The fire bloomed in the dark, sudden as a sneeze. A naked man painted in horizontal stripes of dusty black and chalky white rose from the ring of painted men who raised a noise of rattles and rattling drums that seemed to lift him off the ground. Nata kata atahao, they sang in the Oldiangue, Kiki kiska kiskelita.
The dancer scooped resins from the spirit pouch and flung them into the fire with passionate intensity in every line of his body, flung himself into leaps and cartwheels, the capers and caprioles of his sacred dance. The ring of men swayed and chanted in unison, breathed in unison, even thought in unison.
Na-priests came from the trees in black cowls and black leather, pellet rifles in their black-gloved hands. Sunk deep in their outlaw ceremony, the celebrants saw nothing, the dancer saw nothing but the grand images of the dreamgods.
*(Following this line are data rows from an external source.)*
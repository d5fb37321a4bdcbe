use engine::storage::KeyValueStore;
use serde::{Deserialize, Serialize};

pub const SFX_ENABLED_KEY: &str = "SFXEnabled";
pub const MUSIC_ENABLED_KEY: &str = "MusicEnabled";

const ENABLED: i64 = 1;
const DISABLED: i64 = 0;

#[derive(Debug, Clone, Copy, PartialEq, Eq, Serialize, Deserialize)]
pub struct AudioPreference {
    pub sfx_enabled: bool,
    pub music_enabled: bool,
}

impl Default for AudioPreference {
    fn default() -> Self {
        Self {
            sfx_enabled: true,
            music_enabled: true,
        }
    }
}

/// The audio preferences plus the store they persist to.
///
/// Every setter writes through and commits before returning. A failed commit is logged and
/// the in-memory value still changes, so the session stays consistent with what the user chose.
#[derive(Debug)]
pub struct PreferenceStore<S> {
    store: S,
    current: AudioPreference,
}

impl<S: KeyValueStore> PreferenceStore<S> {
    pub fn new(store: S) -> Self {
        let current = read_preference(&store);
        Self { store, current }
    }

    /// Re-reads both flags from storage.
    pub fn load(&mut self) -> AudioPreference {
        self.current = read_preference(&self.store);
        self.current
    }

    pub fn current(&self) -> AudioPreference {
        self.current
    }

    pub fn set_sfx_enabled(&mut self, enabled: bool) {
        self.current.sfx_enabled = enabled;
        self.write_flag(SFX_ENABLED_KEY, enabled);
    }

    pub fn set_music_enabled(&mut self, enabled: bool) {
        self.current.music_enabled = enabled;
        self.write_flag(MUSIC_ENABLED_KEY, enabled);
    }

    /// Deletes both keys so the next load sees defaults.
    pub fn reset(&mut self) -> AudioPreference {
        self.store.remove(SFX_ENABLED_KEY);
        self.store.remove(MUSIC_ENABLED_KEY);
        self.commit();
        self.current = AudioPreference::default();
        self.current
    }

    pub fn store(&self) -> &S {
        &self.store
    }

    pub fn into_store(self) -> S {
        self.store
    }

    fn write_flag(&mut self, key: &str, enabled: bool) {
        let value = if enabled { ENABLED } else { DISABLED };
        self.store.set_int(key, value);
        self.commit();
        tracing::info!(key, enabled, "preference saved");
    }

    fn commit(&mut self) {
        if let Err(err) = self.store.save() {
            tracing::warn!("failed to persist preferences: {err}");
        }
    }
}

fn read_preference<S: KeyValueStore>(store: &S) -> AudioPreference {
    let defaults = AudioPreference::default();
    AudioPreference {
        sfx_enabled: read_flag(store, SFX_ENABLED_KEY, defaults.sfx_enabled),
        music_enabled: read_flag(store, MUSIC_ENABLED_KEY, defaults.music_enabled),
    }
}

fn read_flag<S: KeyValueStore>(store: &S, key: &str, default: bool) -> bool {
    match store.get_int(key) {
        Some(ENABLED) => true,
        Some(DISABLED) => false,
        Some(other) => {
            tracing::warn!(key, value = other, "ignoring out-of-range preference value");
            default
        }
        None => default,
    }
}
A black hand lifted, the rifles snugged against black leather cheeks. The hand fell. There was a rapid, spitting volley. The celebrants fell over between one breath and the next, dead before they knew they were shot.
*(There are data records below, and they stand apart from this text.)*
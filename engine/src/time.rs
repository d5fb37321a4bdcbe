use std::cell::Cell;
use std::rc::Rc;

pub const NORMAL_TIME_SCALE: f32 = 1.0;
pub const PAUSED_TIME_SCALE: f32 = 0.0;

/// The process-wide simulation time scale.
pub trait TimeControl {
    fn time_scale(&self) -> f32;
    fn set_time_scale(&mut self, scale: f32);
}

/// A cloneable handle to one time scale value.
///
/// Every clone observes the same value, so the game loop can keep one handle while the menu
/// owns another.
#[derive(Debug, Clone)]
pub struct SharedTimeScale {
    scale: Rc<Cell<f32>>,
}

impl Default for SharedTimeScale {
    fn default() -> Self {
        Self {
            scale: Rc::new(Cell::new(NORMAL_TIME_SCALE)),
        }
    }
}

impl SharedTimeScale {
    pub fn new() -> Self {
        Self::default()
    }
}

impl TimeControl for SharedTimeScale {
    fn time_scale(&self) -> f32 {
        self.scale.get()
    }

    fn set_time_scale(&mut self, scale: f32) {
        self.scale.set(scale.max(0.0));
    }
}

#[cfg(test)]
mod tests {
    use super::*;

    #[test]
    fn shared_time_scale_defaults_to_normal() {
        let time = SharedTimeScale::new();
        assert_eq!(time.time_scale(), NORMAL_TIME_SCALE);
    }

    #[test]
    fn clones_observe_the_same_scale() {
        let observer = SharedTimeScale::new();
        let mut writer = observer.clone();
        writer.set_time_scale(PAUSED_TIME_SCALE);
        assert_eq!(observer.time_scale(), PAUSED_TIME_SCALE);
    }

    #[test]
    fn negative_scales_are_clamped_to_paused() {
        let mut time = SharedTimeScale::new();
        time.set_time_scale(-3.0);
        assert_eq!(time.time_scale(), 0.0);
    }
}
Several of the Na-priests gathered the bodies into a pile while the rest of them vanished into trees. There was the shriek of chainsaws and other less definable noises, then the priests were back with chunks of wood which they piled around and over the bodies. They emptied half a dozen carafes of fuel over the pyre and tossed matches at it. In silence as intense as the chanting and the dance, they squatted and stared into the fire until the pile was ash, flesh and wood alike.